Why high-fidelity touch is the next bottleneck for dexterous robots, and what insect compound eyes have to do with it.

Abstract

This review argues two things. First, that the deficit in robotic manipulation is, in significant part, a deficit of high-fidelity tactile sensing. Second, that the most exciting near-term path forward is through a biomimetic route: the optics of arthropod (e.g. insects, crustaceans) compound eyes. Vision-based tactile sensors already excel in the high-resolution regime, and compound-eye-inspired imaging gives us a credible way to make them thin, wide-area, and multi-aperture in ways that single-camera designs can't match.

The manipulation gap is a sensing gap

It is striking how often the introduction of robotic-manipulation papers open with the same sentiment. The DIGIT team writes that "robots are not yet capable of achieving the same level of manipulation dexterity as humans" and assigns blame to "the difficulty of precisely estimating contact forces." Li et al., demonstrating USB insertion with a Baxter, observe that vision-based servoing struggles "because the robot hand tends to occlude the mating surface" and that fiducials and force-only sensing are awkward substitutes. Choi and colleagues, working a decade and a half earlier on the SKUU Hand II, identify "the limitations in the hardware as well as the algorithms for signal processing" as the gating concern for tactile sensing.

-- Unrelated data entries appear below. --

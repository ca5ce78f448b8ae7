//! JS 执行器 - 基础设施层
//!
//! 持有一个浏览器页面，只暴露"执行 JS"的能力

use chromiumoxide::Page;
use serde::de::DeserializeOwned;
use serde_json::Value as JsonValue;

use crate::error::{AppError, AppResult};

/// JS 执行器
///
/// 不认识账号和条目，只负责在页面里执行脚本并取回 JSON 结果。
/// 页面中的请求会自动带上浏览器里已登录会话的 cookie。
pub struct JsExecutor {
    page: Page,
}

impl JsExecutor {
    pub fn new(page: Page) -> Self {
        Self { page }
    }

    /// 获取 page 的引用（用于其他操作）
    pub fn page(&self) -> &Page {
        &self.page
    }

    /// 执行 JS 代码并返回 JSON 结果，返回 Promise 时等待其完成
    pub async fn eval(&self, js_code: impl Into<String>) -> AppResult<JsonValue> {
        let result = self.page.evaluate(js_code.into()).await?;
        result
            .into_value()
            .map_err(|e| AppError::malformed("page.evaluate", e.to_string()))
    }

    /// 执行 JS 代码并反序列化为指定类型
    pub async fn eval_as<T: DeserializeOwned>(&self, js_code: impl Into<String>) -> AppResult<T> {
        let json_value = self.eval(js_code).await?;
        serde_json::from_value(json_value).map_err(|e| AppError::malformed("page.evaluate", e.to_string()))
    }
}
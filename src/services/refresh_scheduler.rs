//! 简历定时刷新
//!
//! 与工作循环的状态机无关，每轮开始时检查一次是否到期。
//! 无论刷新成功与否，下次刷新都安排在 `now + interval`。

use std::time::Duration;

use chrono::NaiveDateTime;
use tokio::time::Instant;

use crate::clients::SubmissionClient;
use crate::models::Account;

/// 单个账号的刷新计时器
#[derive(Debug, Clone, Default)]
pub struct RefreshScheduler {
    next_at: Option<Instant>,
    last_success: Option<NaiveDateTime>,
    last_status: Option<String>,
}

/// 一次刷新的结果
#[derive(Debug, Clone, PartialEq, Eq)]
pub struct RefreshReport {
    pub success: bool,
    pub message: String,
    pub next_at: Instant,
}

impl RefreshScheduler {
    pub fn new() -> Self {
        Self::default()
    }

    /// 从未刷新过或已到期
    pub fn is_due(&self, now: Instant) -> bool {
        self.next_at.map_or(true, |at| now >= at)
    }

    pub fn next_at(&self) -> Option<Instant> {
        self.next_at
    }

    /// 最近一次成功刷新的时间
    pub fn last_success(&self) -> Option<NaiveDateTime> {
        self.last_success
    }

    /// 最近一次刷新的说明
    pub fn last_status(&self) -> Option<&str> {
        self.last_status.as_deref()
    }

    /// 执行刷新并安排下一次
    pub async fn run(
        &mut self,
        submitter: &dyn SubmissionClient,
        account: &Account,
        interval: Duration,
    ) -> RefreshReport {
        let (success, message) = submitter.refresh_visibility(account).await;
        if success {
            self.last_success = Some(chrono::Local::now().naive_local());
        }
        self.last_status = Some(message.clone());

        let next_at = Instant::now() + interval;
        self.next_at = Some(next_at);
        RefreshReport {
            success,
            message,
            next_at,
        }
    }
}
//! # HH Auto Response
//!
//! 多账号自动投递工具：发现职位、去重、投递、对结果分类
//!
//! ## 架构设计
//!
//! ### ① 传输层（Clients / Infrastructure）
//! - `clients/` - `FetchClient` / `SubmissionClient` 两个接口，HTTP 和浏览器两种实现
//! - `infrastructure/` - `JsExecutor`，浏览器模式下唯一的 page owner
//!
//! ### ② 业务能力层（Services）
//! - `Collector` - 按查询分页抓取职位 ID，有界并发
//! - `classify` - 把原始响应映射为投递结果
//! - `JsonHistoryStore` - 已投递 / 需要测试 的持久化记录
//! - `LimitGuard` / `RefreshScheduler` - 每日上限和简历刷新计时
//!
//! ### ③ 流程层（Workflow）
//! - `AccountWorker` - 单个账号的 发现 → 过滤 → 投递 → 等待 循环
//! - `Observer` - 状态、日志、计数事件的出口
//!
//! ### ④ 编排层（Orchestration）
//! - `Orchestrator` - 每个账号一个任务，共享历史记录和运行参数
//! - `App` - 应用生命周期和操作员命令

pub mod browser;
pub mod clients;
pub mod config;
pub mod error;
pub mod infrastructure;

pub mod models;
pub mod orchestrator;
pub mod services;
pub mod utils;
pub mod workflow;

// 重新导出常用类型
pub use config::{Config, ConfigHandle, Tunables};
pub use error::{AppError, AppResult};
pub use models::{Account, ItemId, Outcome, RawResult, SessionCounters};
pub use orchestrator::{App, Orchestrator};
pub use services::{classify, HistoryStore, JsonHistoryStore};
pub use workflow::{AccountWorker, WorkerState};
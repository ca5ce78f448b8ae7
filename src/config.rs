//! 程序配置
//!
//! - [`Config`]：进程级配置，启动时从环境变量读取，之后不再变化
//! - [`Tunables`]：运行时可调参数，由操作员通过 [`ConfigHandle`] 修改，
//!   每个账号工作循环在每一轮开始时重新读取

use std::fmt;
use std::str::FromStr;
use std::time::Duration;

use tokio::sync::watch;

use crate::error::{AppError, AppResult, ConfigError};

/// 提交 / 抓取使用的传输方式
#[derive(Clone, Copy, Debug, PartialEq, Eq)]
pub enum TransportKind {
    /// 直接发送 HTTP 请求
    Http,
    /// 通过已登录的浏览器页面发送请求
    Browser,
}

impl FromStr for TransportKind {
    type Err = AppError;

    fn from_str(s: &str) -> AppResult<Self> {
        match s.trim().to_ascii_lowercase().as_str() {
            "http" => Ok(TransportKind::Http),
            "browser" => Ok(TransportKind::Browser),
            other => Err(AppError::invalid_value("transport", other, "可选值: http / browser")),
        }
    }
}

/// 没有明确标记时如何判定提交结果
#[derive(Clone, Copy, Debug, PartialEq, Eq)]
pub enum SuccessPolicy {
    /// 状态码正常且没有任何否定标记即视为成功（原始行为，可能误报）
    Optimistic,
    /// 必须出现明确的成功标记，否则记为错误
    Strict,
}

impl FromStr for SuccessPolicy {
    type Err = AppError;

    fn from_str(s: &str) -> AppResult<Self> {
        match s.trim().to_ascii_lowercase().as_str() {
            "optimistic" => Ok(SuccessPolicy::Optimistic),
            "strict" => Ok(SuccessPolicy::Strict),
            other => Err(AppError::invalid_value(
                "success_policy",
                other,
                "可选值: optimistic / strict",
            )),
        }
    }
}

impl fmt::Display for SuccessPolicy {
    fn fmt(&self, f: &mut fmt::Formatter<'_>) -> fmt::Result {
        match self {
            SuccessPolicy::Optimistic => write!(f, "optimistic"),
            SuccessPolicy::Strict => write!(f, "strict"),
        }
    }
}

/// 运行时可调参数
#[derive(Clone, Debug, PartialEq)]
pub struct Tunables {
    /// 每个搜索地址抓取的页数
    pub pages_per_query: usize,
    /// 同时进行的页面抓取数量上限
    pub max_concurrent_fetches: usize,
    /// 两次提交之间的间隔
    pub inter_submission_delay: Duration,
    /// 两轮循环之间的暂停
    pub inter_cycle_pause: Duration,
    /// 触发限制后重新检查的间隔
    pub limit_check_interval: Duration,
    /// 简历刷新间隔
    pub refresh_interval: Duration,
    /// 单页抓取超时
    pub fetch_timeout: Duration,
    /// 每次抓取开始前的节流延迟
    pub fetch_pacing: Duration,
    /// 没有发现新条目时的短暂停
    pub empty_pause: Duration,
    /// 限制期间每次休眠的最长时间
    pub limit_poll_step: Duration,
    /// 非首页抓到 0 条时跳过该搜索剩余页
    pub stop_on_empty_page: bool,
    /// 是否启用定时刷新
    pub refresh_enabled: bool,
    /// 提交结果判定策略
    pub success_policy: SuccessPolicy,
}

impl Default for Tunables {
    fn default() -> Self {
        Self {
            pages_per_query: 5,
            max_concurrent_fetches: 5,
            inter_submission_delay: Duration::from_secs(3),
            inter_cycle_pause: Duration::from_secs(120),
            limit_check_interval: Duration::from_secs(30 * 60),
            refresh_interval: Duration::from_secs(4 * 60 * 60),
            fetch_timeout: Duration::from_secs(15),
            fetch_pacing: Duration::from_millis(200),
            empty_pause: Duration::from_secs(120),
            limit_poll_step: Duration::from_secs(30),
            stop_on_empty_page: true,
            refresh_enabled: true,
            success_policy: SuccessPolicy::Optimistic,
        }
    }
}

/// 所有可修改的参数名
pub const TUNABLE_KEYS: &[&str] = &[
    "pages_per_query",
    "max_concurrent_fetches",
    "inter_submission_delay",
    "inter_cycle_pause",
    "limit_check_interval",
    "refresh_interval",
    "fetch_timeout",
    "fetch_pacing",
    "empty_pause",
    "limit_poll_step",
    "stop_on_empty_page",
    "refresh_enabled",
    "success_policy",
];

impl Tunables {
    /// 按参数名修改一个值
    ///
    /// 时长支持 `500ms` / `90s` / `30m` / `4h`，不带单位按秒处理。
    /// 除 `fetch_pacing` 外，数值和时长都必须为正数。
    pub fn set(&mut self, key: &str, value: &str) -> AppResult<()> {
        match key {
            "pages_per_query" => self.pages_per_query = parse_count(key, value)?,
            "max_concurrent_fetches" => self.max_concurrent_fetches = parse_count(key, value)?,
            "inter_submission_delay" => self.inter_submission_delay = parse_positive(key, value)?,
            "inter_cycle_pause" => self.inter_cycle_pause = parse_positive(key, value)?,
            "limit_check_interval" => self.limit_check_interval = parse_positive(key, value)?,
            "refresh_interval" => self.refresh_interval = parse_positive(key, value)?,
            "fetch_timeout" => self.fetch_timeout = parse_positive(key, value)?,
            "fetch_pacing" => self.fetch_pacing = parse_duration(key, value)?,
            "empty_pause" => self.empty_pause = parse_positive(key, value)?,
            "limit_poll_step" => self.limit_poll_step = parse_positive(key, value)?,
            "stop_on_empty_page" => self.stop_on_empty_page = parse_bool(key, value)?,
            "refresh_enabled" => self.refresh_enabled = parse_bool(key, value)?,
            "success_policy" => self.success_policy = value.parse()?,
            _ => {
                return Err(ConfigError::UnknownKey {
                    key: key.to_string(),
                }
                .into())
            }
        }
        Ok(())
    }

    /// 以 `key = value` 形式列出当前参数
    pub fn describe(&self) -> Vec<(&'static str, String)> {
        vec![
            ("pages_per_query", self.pages_per_query.to_string()),
            ("max_concurrent_fetches", self.max_concurrent_fetches.to_string()),
            ("inter_submission_delay", format!("{:?}", self.inter_submission_delay)),
            ("inter_cycle_pause", format!("{:?}", self.inter_cycle_pause)),
            ("limit_check_interval", format!("{:?}", self.limit_check_interval)),
            ("refresh_interval", format!("{:?}", self.refresh_interval)),
            ("fetch_timeout", format!("{:?}", self.fetch_timeout)),
            ("fetch_pacing", format!("{:?}", self.fetch_pacing)),
            ("empty_pause", format!("{:?}", self.empty_pause)),
            ("limit_poll_step", format!("{:?}", self.limit_poll_step)),
            ("stop_on_empty_page", self.stop_on_empty_page.to_string()),
            ("refresh_enabled", self.refresh_enabled.to_string()),
            ("success_policy", self.success_policy.to_string()),
        ]
    }

    /// 用变量覆盖默认值，非法值保留默认并返回说明
    ///
    /// 变量名为参数名的大写形式。此时日志还未初始化，说明由调用方稍后输出。
    fn from_vars(lookup: impl Fn(&str) -> Option<String>) -> (Self, Vec<String>) {
        let mut tunables = Self::default();
        let mut rejected = Vec::new();
        for key in TUNABLE_KEYS {
            let var = key.to_ascii_uppercase();
            if let Some(value) = lookup(&var) {
                if let Err(e) = tunables.set(key, &value) {
                    rejected.push(format!("忽略环境变量 {}: {}", var, e));
                }
            }
        }
        (tunables, rejected)
    }
}

fn parse_count(key: &str, value: &str) -> AppResult<usize> {
    let n: usize = value
        .trim()
        .parse()
        .map_err(|_| AppError::invalid_value(key, value, "需要正整数"))?;
    if n == 0 {
        return Err(AppError::invalid_value(key, value, "必须为正数"));
    }
    Ok(n)
}

fn parse_bool(key: &str, value: &str) -> AppResult<bool> {
    match value.trim().to_ascii_lowercase().as_str() {
        "true" | "1" | "on" | "yes" => Ok(true),
        "false" | "0" | "off" | "no" => Ok(false),
        _ => Err(AppError::invalid_value(key, value, "需要 true / false")),
    }
}

fn parse_positive(key: &str, value: &str) -> AppResult<Duration> {
    let d = parse_duration(key, value)?;
    if d.is_zero() {
        return Err(AppError::invalid_value(key, value, "必须为正数"));
    }
    Ok(d)
}

/// 解析 `500ms` / `90s` / `30m` / `4h` / `120`
pub fn parse_duration(key: &str, value: &str) -> AppResult<Duration> {
    let v = value.trim().to_ascii_lowercase();
    let (number, unit_ms) = if let Some(n) = v.strip_suffix("ms") {
        (n, 1)
    } else if let Some(n) = v.strip_suffix('s') {
        (n, 1_000)
    } else if let Some(n) = v.strip_suffix('m') {
        (n, 60_000)
    } else if let Some(n) = v.strip_suffix('h') {
        (n, 3_600_000)
    } else {
        (v.as_str(), 1_000)
    };
    let n: u64 = number
        .trim()
        .parse()
        .map_err(|_| AppError::invalid_value(key, value, "需要时长, 例如 90s / 30m / 4h"))?;
    Ok(Duration::from_millis(n.saturating_mul(unit_ms)))
}

/// 运行时参数的唯一写入口
///
/// 工作循环持有 [`watch::Receiver`]，每轮读取最新快照。
#[derive(Debug)]
pub struct ConfigHandle {
    tx: watch::Sender<Tunables>,
}

impl ConfigHandle {
    pub fn new(initial: Tunables) -> Self {
        let (tx, _rx) = watch::channel(initial);
        Self { tx }
    }

    /// 订阅参数变化
    pub fn subscribe(&self) -> watch::Receiver<Tunables> {
        self.tx.subscribe()
    }

    /// 当前参数快照
    pub fn snapshot(&self) -> Tunables {
        self.tx.borrow().clone()
    }

    /// 修改一个参数；失败时不做任何改动
    pub fn set(&self, key: &str, value: &str) -> AppResult<()> {
        let mut next = self.snapshot();
        next.set(key, value)?;
        self.tx.send_replace(next);
        Ok(())
    }
}

/// 程序配置
#[derive(Clone, Debug)]
pub struct Config {
    /// 账号配置文件
    pub accounts_file: String,
    /// 历史记录目录
    pub data_dir: String,
    /// 平台地址
    pub base_url: String,
    /// 传输方式
    pub transport: TransportKind,
    /// 浏览器调试端口（仅 browser 传输方式）
    pub browser_debug_port: u16,
    /// 提交请求超时
    pub submit_timeout: Duration,
    /// 探测 / 刷新请求超时
    pub probe_timeout: Duration,
    /// 是否显示详细日志
    pub verbose_logging: bool,
    /// 输出日志文件
    pub output_log_file: String,
    /// 运行时参数初始值
    pub tunables: Tunables,
    /// 被忽略的环境变量，日志初始化后输出
    pub rejected_env: Vec<String>,
}

impl Default for Config {
    fn default() -> Self {
        Self {
            accounts_file: "accounts.toml".to_string(),
            data_dir: "data".to_string(),
            base_url: "https://hh.ru".to_string(),
            transport: TransportKind::Http,
            browser_debug_port: 9222,
            submit_timeout: Duration::from_secs(15),
            probe_timeout: Duration::from_secs(10),
            verbose_logging: false,
            output_log_file: "output.txt".to_string(),
            tunables: Tunables::default(),
            rejected_env: Vec::new(),
        }
    }
}

impl Config {
    pub fn from_env() -> Self {
        let default = Self::default();
        let (tunables, rejected_env) = Tunables::from_vars(|var| std::env::var(var).ok());
        Self {
            accounts_file: std::env::var("ACCOUNTS_FILE").unwrap_or(default.accounts_file),
            data_dir: std::env::var("DATA_DIR").unwrap_or(default.data_dir),
            base_url: std::env::var("BASE_URL").unwrap_or(default.base_url),
            transport: std::env::var("TRANSPORT").ok().and_then(|v| v.parse().ok()).unwrap_or(default.transport),
            browser_debug_port: std::env::var("BROWSER_DEBUG_PORT").ok().and_then(|v| v.parse().ok()).unwrap_or(default.browser_debug_port),
            submit_timeout: std::env::var("SUBMIT_TIMEOUT").ok().and_then(|v| parse_duration("SUBMIT_TIMEOUT", &v).ok()).unwrap_or(default.submit_timeout),
            probe_timeout: std::env::var("PROBE_TIMEOUT").ok().and_then(|v| parse_duration("PROBE_TIMEOUT", &v).ok()).unwrap_or(default.probe_timeout),
            verbose_logging: std::env::var("VERBOSE_LOGGING").ok().and_then(|v| v.parse().ok()).unwrap_or(default.verbose_logging),
            output_log_file: std::env::var("OUTPUT_LOG_FILE").unwrap_or(default.output_log_file),
            tunables,
            rejected_env,
        }
    }
}

#[cfg(test)]
mod tests {
    use super::*;

    #[test]
    fn default_tunables() {
        let t = Tunables::default();
        assert_eq!(t.pages_per_query, 5);
        assert_eq!(t.max_concurrent_fetches, 5);
        assert_eq!(t.inter_submission_delay, Duration::from_secs(3));
        assert_eq!(t.inter_cycle_pause, Duration::from_secs(120));
        assert_eq!(t.limit_check_interval, Duration::from_secs(1800));
        assert_eq!(t.refresh_interval, Duration::from_secs(14400));
        assert_eq!(t.success_policy, SuccessPolicy::Optimistic);
    }

    #[test]
    fn parse_duration_units() {
        assert_eq!(parse_duration("k", "500ms").unwrap(), Duration::from_millis(500));
        assert_eq!(parse_duration("k", "90s").unwrap(), Duration::from_secs(90));
        assert_eq!(parse_duration("k", "30m").unwrap(), Duration::from_secs(1800));
        assert_eq!(parse_duration("k", "4h").unwrap(), Duration::from_secs(14400));
        assert_eq!(parse_duration("k", "120").unwrap(), Duration::from_secs(120));
        assert!(parse_duration("k", "soon").is_err());
    }

    #[test]
    fn set_rejects_non_positive_values() {
        let mut t = Tunables::default();
        assert!(t.set("pages_per_query", "0").is_err());
        assert!(t.set("inter_cycle_pause", "0s").is_err());
        assert!(t.set("max_concurrent_fetches", "-1").is_err());
        assert_eq!(t, Tunables::default());

        // 节流延迟允许为 0
        t.set("fetch_pacing", "0").unwrap();
        assert!(t.fetch_pacing.is_zero());
    }

    #[test]
    fn set_unknown_key_fails() {
        let mut t = Tunables::default();
        let err = t.set("turbo", "1").unwrap_err();
        assert!(matches!(err, AppError::Config(ConfigError::UnknownKey { .. })));
    }

    #[test]
    fn every_listed_key_is_settable() {
        let described: Vec<_> = Tunables::default().describe().into_iter().map(|(k, _)| k).collect();
        assert_eq!(described, TUNABLE_KEYS);
    }

    #[test]
    fn invalid_variables_are_reported_not_applied() {
        let (t, rejected) = Tunables::from_vars(|var| match var {
            "PAGES_PER_QUERY" => Some("0".to_string()),
            "INTER_CYCLE_PAUSE" => Some("10m".to_string()),
            "SUCCESS_POLICY" => Some("maybe".to_string()),
            _ => None,
        });
        assert_eq!(t.pages_per_query, Tunables::default().pages_per_query);
        assert_eq!(t.inter_cycle_pause, Duration::from_secs(600));
        assert_eq!(rejected.len(), 2);
        assert!(rejected[0].contains("PAGES_PER_QUERY"));
        assert!(rejected[1].contains("SUCCESS_POLICY"));
    }

    #[tokio::test]
    async fn handle_publishes_to_subscribers() {
        let handle = ConfigHandle::new(Tunables::default());
        let mut rx = handle.subscribe();

        handle.set("pages_per_query", "3").unwrap();
        handle.set("success_policy", "strict").unwrap();

        assert!(rx.has_changed().unwrap());
        let seen = rx.borrow_and_update().clone();
        assert_eq!(seen.pages_per_query, 3);
        assert_eq!(seen.success_policy, SuccessPolicy::Strict);

        // 失败的修改不会发布
        assert!(handle.set("pages_per_query", "zero").is_err());
        assert!(!rx.has_changed().unwrap());
    }
}
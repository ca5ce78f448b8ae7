//! 投递次数限制的状态机
//!
//! 触发后在 `recheck_at` 之前不再提交；到期后用一次探测提交检查限制是否解除。

use std::time::Duration;

use tokio::time::Instant;
use tracing::debug;

use super::classifier::is_limited;
use crate::clients::SubmissionClient;
use crate::models::Account;

/// 探测结果
#[derive(Debug, Clone, Copy, PartialEq, Eq)]
pub enum LimitPoll {
    /// 限制已解除
    Cleared,
    /// 仍然受限，下次检查时间
    StillLimited { recheck_at: Instant },
}

/// 单个账号的限制状态
#[derive(Debug, Clone, Default)]
pub struct LimitGuard {
    active: bool,
    recheck_at: Option<Instant>,
}

impl LimitGuard {
    pub fn new() -> Self {
        Self::default()
    }

    /// 进入受限状态
    pub fn trigger(&mut self, now: Instant, interval: Duration) -> Instant {
        let at = now + interval;
        self.active = true;
        self.recheck_at = Some(at);
        at
    }

    pub fn is_active(&self) -> bool {
        self.active
    }

    pub fn recheck_at(&self) -> Option<Instant> {
        self.recheck_at
    }

    /// 是否到了重新检查的时间
    pub fn recheck_due(&self, now: Instant) -> bool {
        self.active && self.recheck_at.map_or(true, |at| now >= at)
    }

    /// 距离下次检查还剩多久
    pub fn remaining(&self, now: Instant) -> Duration {
        self.recheck_at
            .map(|at| at.saturating_duration_since(now))
            .unwrap_or_default()
    }

    /// 发送一次探测提交
    ///
    /// 只应在 [`recheck_due`](Self::recheck_due) 为真时调用。探测本身失败
    /// （超时 / 网络错误）无法说明限制已解除，按仍受限处理。
    pub async fn poll(
        &mut self,
        submitter: &dyn SubmissionClient,
        account: &Account,
        interval: Duration,
    ) -> LimitPoll {
        let still_limited = match submitter.probe(account).await {
            Ok(raw) => is_limited(&raw),
            Err(e) => {
                debug!("探测失败，按仍受限处理: {}", e);
                true
            }
        };

        if still_limited {
            let recheck_at = self.trigger(Instant::now(), interval);
            LimitPoll::StillLimited { recheck_at }
        } else {
            self.active = false;
            self.recheck_at = None;
            LimitPoll::Cleared
        }
    }
}

#[cfg(test)]
mod tests {
    use super::*;
    use crate::error::{AppError, AppResult};
    use crate::models::{ItemId, RawResult};
    use async_trait::async_trait;
    use std::collections::VecDeque;
    use std::sync::Mutex;

    struct ScriptedProbe {
        replies: Mutex<VecDeque<AppResult<RawResult>>>,
    }

    impl ScriptedProbe {
        fn new(replies: Vec<AppResult<RawResult>>) -> Self {
            Self {
                replies: Mutex::new(replies.into()),
            }
        }
    }

    #[async_trait]
    impl SubmissionClient for ScriptedProbe {
        async fn submit(&self, _: &Account, _: &ItemId) -> AppResult<RawResult> {
            unreachable!("guard never submits")
        }

        async fn probe(&self, _: &Account) -> AppResult<RawResult> {
            self.replies.lock().unwrap().pop_front().unwrap()
        }

        async fn refresh_visibility(&self, _: &Account) -> (bool, String) {
            (true, String::new())
        }
    }

    fn account() -> Account {
        toml::from_str(r#"name = "A""#).unwrap()
    }

    #[tokio::test(start_paused = true)]
    async fn trigger_sets_recheck_deadline() {
        let mut guard = LimitGuard::new();
        assert!(!guard.is_active());
        assert!(!guard.recheck_due(Instant::now()));

        let now = Instant::now();
        let at = guard.trigger(now, Duration::from_secs(1800));
        assert!(guard.is_active());
        assert_eq!(at, now + Duration::from_secs(1800));
        assert!(!guard.recheck_due(now));
        assert_eq!(guard.remaining(now), Duration::from_secs(1800));
        assert!(guard.recheck_due(now + Duration::from_secs(1800)));
    }

    #[tokio::test(start_paused = true)]
    async fn probe_still_limited_reschedules_then_clears() {
        let probe = ScriptedProbe::new(vec![
            Ok(RawResult::new(400, r#"{"error":"negotiations-limit-exceeded"}"#)),
            Ok(RawResult::new(400, r#"{"error":"vacancy-not-found"}"#)),
        ]);
        let mut guard = LimitGuard::new();
        let interval = Duration::from_secs(60);
        guard.trigger(Instant::now(), interval);

        tokio::time::advance(interval).await;
        let first = guard.poll(&probe, &account(), interval).await;
        assert_eq!(
            first,
            LimitPoll::StillLimited {
                recheck_at: Instant::now() + interval
            }
        );
        assert!(guard.is_active());

        tokio::time::advance(interval).await;
        assert_eq!(guard.poll(&probe, &account(), interval).await, LimitPoll::Cleared);
        assert!(!guard.is_active());
        assert_eq!(guard.recheck_at(), None);
    }

    #[tokio::test(start_paused = true)]
    async fn failed_probe_counts_as_limited() {
        let probe = ScriptedProbe::new(vec![Err(AppError::timeout("probe", Duration::from_secs(10)))]);
        let mut guard = LimitGuard::new();
        guard.trigger(Instant::now(), Duration::from_secs(60));
        let poll = guard.poll(&probe, &account(), Duration::from_secs(60)).await;
        assert!(matches!(poll, LimitPoll::StillLimited { .. }));
        assert!(guard.is_active());
    }
}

Read together, they point to the same issue: to do anything precise with a held object, a robot needs a stream of high-resolution, low-latency, contact-localized data of the kind a human gets from skin. Vision alone is too easily occluded, and stuggles with measurment noise in uncontrolled environment — the kind of environment expected in real world manipulation tasks. Force-torque sensing at the wrist is too aggregated and pressure-sensitive arrays of taxels (tactile pixels), the dominant solution through the 2010s, are too coarse and too dependent on the chemistry of their conductive elastomers.

The DIGIT vision-based tactile sensor mounted on an Allegro multi-finger hand, manipulating a glass marble. The colored ring-light visible at each finger is the GelSight-style internal illumination that turns the contact problem into a vision problem. Source: Lambeta et al.

The vision-based tactile sensor

The breakthrough that reframed this problem was simple: replace the array of discrete taxels with a camera looking at a single compliant skin and read deformations at optical resolution rather than at the coarse pitch of taxel grids.

Johnson and Adelson introduced this formulation in 2009. Their device layered clear elastomer with a reflective skin that conforms under contact; imaging through the elastomer captures a relief replica of the surface, and photometric stereo tailored to the hardware reconstucts surface texture and shape.

Fingertip GelSight packaged the principle at 640$\times$480 pixels and 0.024 mm/pixel, roughly two orders of magnitude finer than the capacitive arrays it competed with. From that blueprint, an entire family of GelSight sensors emerged.

The GelSight Wedge sensor, optimized for compactness. The wedge geometry slips into small gaps that bulkier sensors can't reach. Source: Adapted from Wang et al.

The downstream demonstrations are persuasive. Li et al. used GelSight tactile maps and feature-based RANSAC to localize a USB connector held in a Baxter's gripper accurately enough to perform the insertion without external visual feedback on the connector tip. Dong, Yuan, and Adelson redesigned the illumination and gel surface to make geometry recovery quantitative, then applied it to slip detection across 37 everyday objects, using both relative motion on the membrane and the shear distortion as cues. Wang et al.'s GelSight Wedge proved that the photometric requirement could be met inside a finger geometry slim enough to slide between a plate and a table. The DIGIT team open-sourced a low-cost variant that mounts on multi-finger hands and trained tactile-MPC controllers to manipulate glass marbles in-hand.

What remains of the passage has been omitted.